EMPLOYMENT AGREEMENT
THIS AGREEMENT is made and entered into this 3rd day of August, 2005, by and between IOWA TELECOMMUNICATIONS SERVICES, INC., an Iowa corporation (the Company) and ALAN L. WELLS, an Iowa resident (Executive).
WITNESSETH:
WHEREAS, the Company is engaged in providing telecommunications services to residential and business customers; and
WHEREAS, Executive has been employed as President and CEO of the Company pursuant to an Employment Agreement dated September 27, 1999, as amended January 1, 2000, June 29, 2000 and November 5, 2004 (the Existing Agreement); and
WHEREAS, Section 19 of the Existing Agreement provides that the Company and Executive shall carry out good faith negotiations regarding the terms of a new agreement to replace the Existing Agreement.

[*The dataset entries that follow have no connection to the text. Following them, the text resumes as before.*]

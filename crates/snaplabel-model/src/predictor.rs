//! Predictor trait and the Candle implementation

use crate::artifact::{read_artifact, ArtifactManifest};
use crate::network::{self, Network};
use candle_core::{DType, Device, Module, Tensor, D};
use candle_nn::VarBuilder;
use image::imageops::FilterType;
use image::RgbImage;
use snaplabel_core::{ClassId, Error, Result, Vocabulary};
use std::path::Path;
use std::sync::Arc;
use tracing::info;

/// Raw predictor output, before validation
#[derive(Debug, Clone, PartialEq)]
pub struct RawPrediction {
    /// Chosen label
    pub label: String,

    /// Index of `label` in the vocabulary
    pub index: usize,

    /// One probability per vocabulary entry
    pub probabilities: Vec<f32>,
}

/// A loaded classifier.
///
/// Implementations hold only immutable weights, so one instance serves any
/// number of concurrent callers.
pub trait Predictor: Send + Sync {
    /// Short description of the model, e.g. its architecture
    fn name(&self) -> &str;

    /// Labels the predictor can output, fixed at load time
    fn vocabulary(&self) -> &Arc<Vocabulary>;

    /// Classify an upright RGB image
    fn predict(&self, image: &RgbImage) -> Result<RawPrediction>;
}

/// Turns a cached artifact into a [`Predictor`]
pub trait PredictorLoader: Send + Sync {
    fn load(&self, path: &Path) -> Result<Arc<dyn Predictor>>;
}

/// Loads artifacts with [`CandlePredictor::load`]
#[derive(Debug, Clone, Copy, Default)]
pub struct CandleLoader;

impl PredictorLoader for CandleLoader {
    fn load(&self, path: &Path) -> Result<Arc<dyn Predictor>> {
        Ok(Arc::new(CandlePredictor::load(path)?))
    }
}

/// Candle network built from an artifact, running on the CPU
pub struct CandlePredictor {
    manifest: ArtifactManifest,
    vocabulary: Arc<Vocabulary>,
    network: Network,
    device: Device,
    mean: Tensor,
    std: Tensor,
}

impl std::fmt::Debug for CandlePredictor {
    fn fmt(&self, f: &mut std::fmt::Formatter<'_>) -> std::fmt::Result {
        f.debug_struct("CandlePredictor")
            .field("manifest", &self.manifest)
            .finish_non_exhaustive()
    }
}

impl CandlePredictor {
    /// Load an artifact from disk.
    ///
    /// Always targets the CPU, whatever hardware the weights were trained on.
    pub fn load(path: &Path) -> Result<Self> {
        let (manifest, bytes) = read_artifact(path)?;
        let device = Device::Cpu;

        let vb = VarBuilder::from_buffered_safetensors(bytes, DType::F32, &device)
            .map_err(|e| Error::model_load(format!("Failed to read weights: {}", e)))?;
        let network = network::build(&manifest, vb).map_err(|e| {
            Error::model_load(format!(
                "weights in {} do not match a {} with {} classes: {}",
                path.display(),
                manifest.architecture,
                manifest.labels.len(),
                e
            ))
        })?;

        let mean = Tensor::from_slice(manifest.mean.as_slice(), (3, 1, 1), &device)
            .map_err(|e| Error::model_load(e.to_string()))?;
        let std = Tensor::from_slice(manifest.std.as_slice(), (3, 1, 1), &device)
            .map_err(|e| Error::model_load(e.to_string()))?;

        let vocabulary = Arc::new(manifest.vocabulary()?);

        info!(
            path = %path.display(),
            architecture = %manifest.architecture,
            classes = vocabulary.len(),
            "Model loaded on CPU"
        );

        Ok(Self {
            manifest,
            vocabulary,
            network,
            device,
            mean,
            std,
        })
    }

    pub fn manifest(&self) -> &ArtifactManifest {
        &self.manifest
    }

    /// Resize and normalize into a `(1, 3, S, S)` tensor
    fn to_input(&self, image: &RgbImage) -> Result<Tensor> {
        let side = self.manifest.image_size as u32;
        let convert = |e: candle_core::Error| Error::image_conversion(e.to_string());

        if image.width() == 0 || image.height() == 0 {
            return Err(Error::image_conversion("image has no pixels"));
        }

        let resized;
        let image = if image.dimensions() == (side, side) {
            image
        } else {
            resized = image::imageops::resize(image, side, side, FilterType::Triangle);
            &resized
        };

        let side = side as usize;
        Tensor::from_slice(image.as_raw().as_slice(), (side, side, 3), &self.device)
            .and_then(|t| t.permute((2, 0, 1)))
            .and_then(|t| t.to_dtype(DType::F32))
            .and_then(|t| t.affine(1.0 / 255.0, 0.0))
            .and_then(|t| t.broadcast_sub(&self.mean))
            .and_then(|t| t.broadcast_div(&self.std))
            .and_then(|t| t.unsqueeze(0))
            .map_err(convert)
    }
}

impl Predictor for CandlePredictor {
    fn name(&self) -> &str {
        self.manifest.architecture.as_str()
    }

    fn vocabulary(&self) -> &Arc<Vocabulary> {
        &self.vocabulary
    }

    fn predict(&self, image: &RgbImage) -> Result<RawPrediction> {
        let input = self.to_input(image)?;

        let probabilities = self
            .network
            .forward(&input)
            .and_then(|logits| candle_nn::ops::softmax(&logits, D::Minus1))
            .and_then(|probs| probs.squeeze(0))
            .and_then(|probs| probs.to_vec1::<f32>())
            .map_err(|e| Error::inference(e.to_string()))?;

        // First maximum wins ties
        let index = probabilities
            .iter()
            .enumerate()
            .fold(0, |best, (i, p)| if *p > probabilities[best] { i } else { best });

        let label = self
            .vocabulary
            .get(ClassId::new(index))
            .ok_or_else(|| {
                Error::inference(format!(
                    "network produced {} outputs for {} classes",
                    probabilities.len(),
                    self.vocabulary.len()
                ))
            })?
            .to_string();

        Ok(RawPrediction {
            label,
            index,
            probabilities,
        })
    }
}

NOW, THEREFORE, in consideration of the mutual promises herein contained, Executive and the Company agree as follows:
1. Employment. The Company hereby employs Executive and Executive hereby accepts employment for a term commencing on the date hereof (the Effective Date), and ending December 31, 2010, at which time this Agreement shall be automatically extended for successive terms of one year each unless terminated effective at the end of the then current term by either party upon at least one hundred twenty (120) days advance written notice to the other party prior to the end of the then current term (as so extended, the Term); provided, however, that either Executive or the Company may terminate the employment of Executive during the Term in accordance with Section 6 and subject to the right of Executive to receive payments and other benefits that may be due pursuant to Section 8. This Agreement shall supersede and replace the Existing Agreement as of the Effective Date.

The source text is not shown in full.